_Task data_
= = = = = = =

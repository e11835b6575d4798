//! edquant - population-scale RNA editing quantification and edQTL feature
//! preparation for single-cell RNA-seq cohorts.
//!
//! The pipeline runs as a fixed sequence of batch stages, one subcommand
//! each, communicating through flat tab-separated files:
//!
//! - `aggregate`: per-individual consensus filtering and annotation
//! - `discover`: project-wide master site discovery
//! - `quantify`: per-cell-type pileup quantification with germline and
//!   splice-junction exclusion
//! - `collate`: stack all individuals into one population matrix
//! - `select`: pick the representative site per (Gene, CellType) feature
//! - `normalize`: inverse normal transformation of the feature matrix
//! - `covariates`: assemble the covariate matrix for association testing
//! - `aei`: collate Alu editing index covariates
//! - `correct`: BH FDR correction and lead-variant selection
//!
//! # Usage
//!
//! ```bash
//! # Aggregate one individual's raw calls
//! edquant aggregate --individual-id IND_0001 --root-search-dir calls/ \
//!     --rediportal-bed rediportal.bed.gz --gtf genes.gtf.gz \
//!     --output IND_0001_annotated_raw_matrix.tsv
//!
//! # Collate, select, and normalize across the cohort
//! edquant collate --input-dir phase4/ --output population_matrix.tsv
//! edquant select --input population_matrix.tsv --min-samples 70 \
//!     --output feature_matrix.tsv
//! edquant normalize --input feature_matrix.tsv --output phenotypes.tsv
//!
//! # Correct association results
//! edquant correct --results chr*.perm.txt.gz --output-dir final/
//! ```
//!
//! Every stage exits 0 on success and 1 on a fatal condition; diagnostics go
//! to stderr.

extern crate edquant_lib;
pub mod commands;
use anyhow::Result;
use edquant_lib::core::errors::is_broken_pipe;
use env_logger::Env;
use log::*;
use structopt::StructOpt;

#[derive(StructOpt)]
#[structopt(rename_all = "kebab-case", author, about)]
/// Batch pipeline stages for population-scale RNA editing quantification
struct Args {
    #[structopt(subcommand)]
    subcommand: Subcommand,
}

#[derive(StructOpt)]
enum Subcommand {
    /// Aggregate one individual's raw calls with consensus filtering and annotation
    Aggregate(commands::AggregateArgs),
    /// Discover the project-wide master consensus site list
    Discover(commands::DiscoverArgs),
    /// Quantify consensus sites per cell-type BAM with germline/splice exclusion
    Quantify(commands::QuantifyArgs),
    /// Collate all individuals' matrices into one population matrix
    Collate(commands::CollateArgs),
    /// Select the representative site per (Gene, CellType) feature
    Select(commands::SelectArgs),
    /// Apply the inverse normal transformation to the feature matrix
    Normalize(commands::NormalizeArgs),
    /// Assemble the covariate matrix aligned to the phenotype individuals
    Covariates(commands::CovariatesArgs),
    /// Collate Alu editing index outputs into a covariate matrix
    Aei(commands::AeiArgs),
    /// Apply BH FDR correction and select lead variants
    Correct(commands::CorrectArgs),
}

impl Subcommand {
    fn run(self) -> Result<()> {
        match self {
            Subcommand::Aggregate(args) => commands::run_aggregate(args)?,
            Subcommand::Discover(args) => commands::run_discover(args)?,
            Subcommand::Quantify(args) => commands::run_quantify(args)?,
            Subcommand::Collate(args) => commands::run_collate(args)?,
            Subcommand::Select(args) => commands::run_select(args)?,
            Subcommand::Normalize(args) => commands::run_normalize(args)?,
            Subcommand::Covariates(args) => commands::run_covariates(args)?,
            Subcommand::Aei(args) => commands::run_aei(args)?,
            Subcommand::Correct(args) => commands::run_correct(args)?,
        }
        Ok(())
    }
}

fn main() -> Result<()> {
    env_logger::Builder::from_env(Env::default().default_filter_or("info")).init();
    if let Err(err) = Args::from_args().subcommand.run() {
        if is_broken_pipe(&err) {
            std::process::exit(0);
        }
        error!("FATAL: {:#}", err);
        std::process::exit(1);
    }
    Ok(())
}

= = = = = = =

_Assigned task_
Taking the lines above, repeat exactly those from the line that contains "each, communicating through" through the line that contains "editing index covariates", and both of those lines as well. Include nothing else.

_Response to this exercise_
//! each, communicating through flat tab-separated files:
//!
//! - `aggregate`: per-individual consensus filtering and annotation
//! - `discover`: project-wide master site discovery
//! - `quantify`: per-cell-type pileup quantification with germline and
//!   splice-junction exclusion
//! - `collate`: stack all individuals into one population matrix
//! - `select`: pick the representative site per (Gene, CellType) feature
//! - `normalize`: inverse normal transformation of the feature matrix
//! - `covariates`: assemble the covariate matrix for association testing
//! - `aei`: collate Alu editing index covariates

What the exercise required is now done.